Synergie
Ausgehend
von den Potentialen „maritime Verbundwirtschaft“ und „Bauwirtschaft“
wurden von der Arbeitsgemeinschaft Living on water innovative Konzepte für
schwimmende Häuser und Siedlungen entwickelt, die sich von bekannten
Hausboottypen in Europa und Übersee signifikant unterscheiden. Die unterschiedlichen
Aspekte der Entwicklungsarbeit richten sich auf typologische Frage-stellungen
(vom Haus zum Schiff, vom Schiff zum Haus), auf die Definition von Standortbedingungen,
auf die Bedingungen öko-logischer Verträglichkeiten, auf Klassifizierungsansätze
und nicht zuletzt auf Fragen der Beschäftigung in den vom Strukturwandel
betroffenen Küstenregionen.
So will die Arbeitsgemeinschaft Living on water mit den erarbeiteten Konzepten
für schwimmende, ressourcensparende, intelligente und werthaltige Häuser
zeigen, welche Potenziale dieser Bautyp für die maritime Wirtschaft speziell
Schleswig-Holsteins im Hinblick auf seine beschäftigungs- und regionalpolitische
Bedeutung entwickeln kann.
Ausgangspunkt für die Entwicklung von ökointelligenten schwimmenden Gebäuden und Siedlungen bilden die konkreten individuellen und kollektiven Stärken der maritimen Verbundwirtschaft und der Bauwirtschaft der Küstenregion Schleswig-Holsteins.
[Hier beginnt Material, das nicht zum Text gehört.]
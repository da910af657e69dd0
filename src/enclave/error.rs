use crate::config::ConfigError;
use crate::engine::EngineError;
use crate::entropy::EntropyError;

use super::keystore::TrustState;

/// Caller contract violations detected before any cryptographic work.
#[derive(Debug, Clone, PartialEq, Eq, thiserror::Error)]
pub enum ParamError {
    #[error("message is empty")]
    EmptyMessage,

    #[error("{0} pointer is null")]
    NullPointer(&'static str),

    #[error("signature buffer holds {provided} bytes, {required} required")]
    SignatureBufferTooSmall { provided: usize, required: usize },
}

/// Errors returned by the trust boundary.
#[derive(Debug, thiserror::Error)]
pub enum EnclaveError {
    /// No entropy provider could seed the generator. Not recoverable within
    /// this process.
    #[error("entropy unavailable: {0}")]
    EntropyUnavailable(#[from] EntropyError),

    /// A key generation or signing context could not be allocated. The
    /// caller may retry.
    #[error("could not allocate a {0} context")]
    ResourceExhausted(&'static str),

    #[error("key generation failed: {0}")]
    KeyGenFailed(#[source] EngineError),

    #[error("signing failed: {0}")]
    SignFailed(#[source] EngineError),

    #[error("invalid parameter: {0}")]
    InvalidParameter(#[from] ParamError),

    #[error("operation not allowed while {0}")]
    InvalidState(TrustState),

    #[error("invalid configuration: {0}")]
    Config(#[from] ConfigError),
}
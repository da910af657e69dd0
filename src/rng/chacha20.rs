//! ChaCha20 block function in the generator layout.
//!
//! The permutation is the standard 20-round ChaCha core. The input layout
//! differs from RFC 8439: words 4..12 carry the 256-bit key, words 12..16
//! carry a 128-bit IV, and the 64-bit block counter is XORed into the last
//! two IV words instead of occupying a word of its own. With an all-zero
//! key, IV and counter the first block is therefore identical to the RFC
//! keystream block for the all-zero key and nonce.
//!
//! Every conversion between words and bytes is little-endian, so the output
//! for a given state does not depend on the host.

use crate::config::BLOCK_LEN;

/// ChaCha20 constant words, `"expand 32-byte k"` read as little-endian
/// `u32` values.
const CHACHA20_CONSTANTS: [u32; 4] = [
    0x6170_7865, // "expa"
    0x3320_646e, // "nd 3"
    0x7962_2d32, // "2-by"
    0x6b20_6574, // "te k"
];

/// Performs one ChaCha20 quarter round on four words of the state.
#[inline(always)]
fn quarter_round(state: &mut [u32; 16], a: usize, b: usize, c: usize, d: usize) {
    state[a] = state[a].wrapping_add(state[b]);
    state[d] ^= state[a];
    state[d] = state[d].rotate_left(16);

    state[c] = state[c].wrapping_add(state[d]);
    state[b] ^= state[c];
    state[b] = state[b].rotate_left(12);

    state[a] = state[a].wrapping_add(state[b]);
    state[d] ^= state[a];
    state[d] = state[d].rotate_left(8);

    state[c] = state[c].wrapping_add(state[d]);
    state[b] ^= state[c];
    state[b] = state[b].rotate_left(7);
}

/// Applies 10 double rounds (4 column + 4 diagonal quarter rounds each).
fn rounds(state: &mut [u32; 16]) {
    for _ in 0..10 {
        // Column rounds
        quarter_round(state, 0, 4, 8, 12);
        quarter_round(state, 1, 5, 9, 13);
        quarter_round(state, 2, 6, 10, 14);
        quarter_round(state, 3, 7, 11, 15);

        // Diagonal rounds
        quarter_round(state, 0, 5, 10, 15);
        quarter_round(state, 1, 6, 11, 12);
        quarter_round(state, 2, 7, 8, 13);
        quarter_round(state, 3, 4, 9, 14);
    }
}

/// Computes one 64-byte block.
///
/// # Parameters
/// - `key_iv`: 8 key words followed by 4 IV words
/// - `counter`: 64-bit block counter, XORed into IV words 2 and 3
///
/// Reusing a `(key_iv, counter)` pair reproduces the same block; the caller
/// owns the counter and must never step it backwards.
pub(crate) fn block(key_iv: &[u32; 12], counter: u64) -> [u8; BLOCK_LEN] {
    let mut state = [0u32; 16];

    state[0..4].copy_from_slice(&CHACHA20_CONSTANTS);
    state[4..16].copy_from_slice(key_iv);
    state[14] ^= counter as u32;
    state[15] ^= (counter >> 32) as u32;

    // Preserve the input for feed-forward
    let original = state;

    rounds(&mut state);

    state
        .iter_mut()
        .zip(&original)
        .for_each(|(s, o)| *s = s.wrapping_add(*o));

    let mut out = [0u8; BLOCK_LEN];
    out.chunks_exact_mut(4)
        .zip(&state)
        .for_each(|(chunk, word)| chunk.copy_from_slice(&word.to_le_bytes()));

    out
}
Dies erfordert, dass die Kompetenz und Praxiserfahrungen der Akteure bereits in der Planung integriert wird. Ein Projektergebnis besteht in der Beantwortung der Frage, was kann die Bauwirtschaft von den Schiffswerften lernen. Eine integrale Planung ist ein Grund für die hohe Identifi kation der Werftarbeiter mit ihrem Finalprodukt.
Ähnlich wie bei Schiffen der genau ermittelte Treibstoffverbrauch als zugesicherte Eigenschaft von der Werft garantiert, ist dies bei den schwimmenden Häusern z. B. der Brennstoffverbrauch.
Schiffe werden immer mit sog. Eignerhandbüchern u. a. zur Wartung und Instandsetzung ausgeliefert. Übertragen auf ein Gebäude wäre dies eine objektspezifische Inspektions- und Nutzeranleitung. Als „normsetzende Instanzen“ gilt es die Potenziale der Klassifikationsgesellschaften für den Bau und während der Nutzungsphase einzubinden.
Durch
die frühzeitige interdisziplinäre Zusammenarbeit aller an der Planung
und Ausführung Beteiligten können Lösungen erreicht werden,
die gleichermaßen durch Funktionalität, Gesundheitsverträglichkeit,
Wohnbehaglichkeit, architektonische Gestaltung, städtebauliche Einbindung,
langfristige Wirtschaftlichkeit und ökologische Qualität überzeugen.
Ergebnisse dieses Prozesses sind hochwertige, wohngesunde, ökologische
und CO2-neutrale schwimmende Gebäude, bei denen auf den Einsatz von umweltbelastenden
Baustoffen und Ausbaumaterialien verzichtet werden kann.